# touch up nail holes in white beaded masonite



## woodyacd (Jul 31, 2016)

m1911 said:


> The first post sounded HO to me.
> I didn't do any name calling, yet I was called a punk, jerk, and ******* for stating the obvious that if someone has been at this for 25 years, he should know a thing or two about nailing up a piece of wood. BTW, I've met plenty of guys that say they've been a contractor for 30 years, but their work was horrendous. Just because someone has been at something for a long time, doesn't guarantee that he knows what he is doing, nor does good work.
> I'm done here.


 yeah your a punk , jerk etc.

you called me a homeowner hack.

just wanted advice.

most of you guys gave me advice, even scolded me
I`ll take that 
I should have known better.
I just don`t use that crap but once every few years
I do mess up.
I still disagree about using a wax crayon .it goes on kind of flat , and these panels are high gloss.
I ended up goinf there , filling the holes, lightly sanding the panels

, and putting a good high gloss paint on it all( maybe 2 sheets)
looked good .( not great, but client was happy)
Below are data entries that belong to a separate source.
//! The `type:<kind> <argument>` query language.
//!
//! | query                                   | result                          |
//! |-----------------------------------------|---------------------------------|
//! | `type:symbol <uri>`                     | references grouped by file      |
//! | `type:exact <pattern>`                  | 1-based matching lines per file |
//! | `type:source <uri>`                     | source text of the symbol       |
//! | `type:replace <find> <replace> <flush>` | number of identifiers renamed   |
//!
//! `<flush>` is `True` or `False` and controls whether renamed files are
//! written back.

use crate::error::QueryError;
use crate::graph::{SymbolGraph, SymbolReference};
use crate::source::SourceTree;
use crate::Symbol;
use serde::Serialize;
use std::collections::BTreeMap;
use std::fmt;
use std::str::FromStr;

const PREFIX: &str = "type:";

/// A parsed query
#[derive(Debug, Clone, PartialEq)]
pub enum Query {
    Symbol(Symbol),
    Exact(String),
    Source(Symbol),
    Replace {
        find: String,
        replace: String,
        flush: bool,
    },
}

impl Query {
    pub fn parse(input: &str) -> Result<Self, QueryError> {
        // Only the separator after the kind is dropped; patterns and URIs
        // may carry significant spaces.
        let Some((head, argument)) = input.trim_start().split_once(' ') else {
            return Err(QueryError::invalid(input, "expected 'type:<kind> <argument>'"));
        };
        let Some(kind) = head.strip_prefix(PREFIX) else {
            return Err(QueryError::invalid(input, "missing 'type:' prefix"));
        };
        if argument.trim().is_empty() {
            return Err(QueryError::invalid(input, "missing argument"));
        }

        match kind {
            "symbol" => Ok(Query::Symbol(Symbol::parse(argument)?)),
            "exact" => Ok(Query::Exact(argument.to_string())),
            "source" => Ok(Query::Source(Symbol::parse(argument)?)),
            "replace" => {
                let args: Vec<&str> = argument.split_whitespace().collect();
                let [find, replace, flush] = args[..] else {
                    return Err(QueryError::invalid(
                        input,
                        "replace takes '<find> <replace> <True|False>'",
                    ));
                };
                let flush = match flush {
                    "True" | "true" => true,
                    "False" | "false" => false,
                    other => {
                        return Err(QueryError::invalid(
                            input,
                            format!("expected True or False, got '{other}'"),
                        ));
                    }
                };
                Ok(Query::Replace {
                    find: find.to_string(),
                    replace: replace.to_string(),
                    flush,
                })
            }
            other => Err(QueryError::invalid(input, format!("unknown kind '{other}'"))),
        }
    }
}

impl FromStr for Query {
    type Err = QueryError;

    fn from_str(s: &str) -> Result<Self, Self::Err> {
        Self::parse(s)
    }
}

/// Outcome of a source lookup
#[derive(Debug, Clone, PartialEq, Serialize)]
pub enum SourceLookup {
    Found(String),
    NotFound,
}

#[derive(Debug, Clone, PartialEq, Serialize)]
pub enum QueryResult {
    References(BTreeMap<String, Vec<SymbolReference>>),
    /// 1-based line numbers per file
    Matches(BTreeMap<String, Vec<usize>>),
    Source(SourceLookup),
    /// Number of identifier occurrences renamed
    Renamed(usize),
}

impl fmt::Display for QueryResult {
    fn fmt(&self, f: &mut fmt::Formatter<'_>) -> fmt::Result {
        match self {
            QueryResult::References(grouped) => {
                for (path, refs) in grouped {
                    for r in refs {
                        writeln!(f, "{path}:{}:{} {}", r.line + 1, r.column + 1, r.roles)?;
                    }
                }
                Ok(())
            }
            QueryResult::Matches(matches) => {
                for (path, lines) in matches {
                    for line in lines {
                        writeln!(f, "{path}:{line}")?;
                    }
                }
                Ok(())
            }
            QueryResult::Source(SourceLookup::Found(text)) => writeln!(f, "{text}"),
            QueryResult::Source(SourceLookup::NotFound) => writeln!(f, "source not found"),
            QueryResult::Renamed(count) => writeln!(f, "renamed {count} occurrence(s)"),
        }
    }
}

/// Routes queries to the graph or the source tree
pub struct QueryDispatcher<'g, S: SourceTree> {
    graph: &'g SymbolGraph,
    sources: S,
}

impl<'g, S: SourceTree> QueryDispatcher<'g, S> {
    pub fn new(graph: &'g SymbolGraph, sources: S) -> Self {
        Self { graph, sources }
    }

    pub fn sources(&self) -> &S {
        &self.sources
    }

    pub fn into_sources(self) -> S {
        self.sources
    }

    /// Parse and run one query.
    pub fn dispatch(&mut self, query: &str) -> Result<QueryResult, QueryError> {
        let parsed = Query::parse(query)?;
        tracing::debug!("[query] {parsed:?}");
        self.run(parsed)
    }

    pub fn run(&mut self, query: Query) -> Result<QueryResult, QueryError> {
        match query {
            Query::Symbol(symbol) => Ok(QueryResult::References(self.graph.references(&symbol))),
            Query::Exact(pattern) => Ok(QueryResult::Matches(self.exact(&pattern))),
            Query::Source(symbol) => {
                if !self.graph.contains_symbol(&symbol) {
                    return Err(QueryError::NotFound {
                        uri: symbol.uri().to_string(),
                    });
                }
                let lookup = match self.sources.source_of(&symbol)? {
                    Some(text) => SourceLookup::Found(text),
                    None => SourceLookup::NotFound,
                };
                Ok(QueryResult::Source(lookup))
            }
            Query::Replace {
                find,
                replace,
                flush,
            } => {
                let count = self.sources.rename_identifier(&find, &replace)?;
                if flush {
                    self.sources.flush()?;
                }
                tracing::info!("[query] renamed {count} occurrence(s) of {find} to {replace}");
                Ok(QueryResult::Renamed(count))
            }
        }
    }

    fn exact(&self, pattern: &str) -> BTreeMap<String, Vec<usize>> {
        let mut matches = BTreeMap::new();
        for path in self.sources.files() {
            let lines: Vec<usize> = self
                .sources
                .lines(&path)
                .iter()
                .enumerate()
                .filter(|(_, line)| line.contains(pattern))
                .map(|(i, _)| i + 1)
                .collect();
            if !lines.is_empty() {
                matches.insert(path, lines);
            }
        }
        matches
    }
}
sorry this all got out of hand guys .

1911..
maybe your a good guy 
. but first impressions..you know?


----------



## m1911 (Feb 24, 2009)

woodyacd said:


> yeah your a punk , jerk etc.
> 
> you called me a homeowner hack.
> 
> ...



In my defense, I didn't exactly call you a hack. I questioned the possibility that it was a HO hack posting. Once you have been here long enough, you'll find there's at least one HO posting some rudimtentary question on here, at least a few times a week. So you see what I'm getting at? I'm too old and tired to give a chit what anyone thinks of me, or calls me an *******. I say it the way I see it...


----------



## JT Wood (Dec 17, 2007)

m1911 said:


> So you've been doing this for 25 years, yet you don't know that a prefinished hard material shot with a nail gun is gonna pucker and look like crap when spot filled.
> If you had experience, 23ga pins and construction adhesive would have enteted your mind...


ENTERED your mind.


----------



## m1911 (Feb 24, 2009)

JT Wood said:


> ENTERED your mind.


No, I'm quite certain it's "enteted."


----------



## 91782 (Sep 6, 2012)

JT Wood said:


> ENTERED your mind.





m1911 said:


> No, I'm quite certain it's "enteted."


It's "mined"?


----------



## asevereid (Jan 30, 2012)

All shenanigans aside... Which crayon would you guys recommend? 
I've got a choice between the Alexandria or Fast Cap locally.


----------



## 91782 (Sep 6, 2012)

There are several good product lines out there. Mohawk was an early one to develop complete color range kits for everything from wood to laminates. Crayons, markers, burn-in sticks - everything.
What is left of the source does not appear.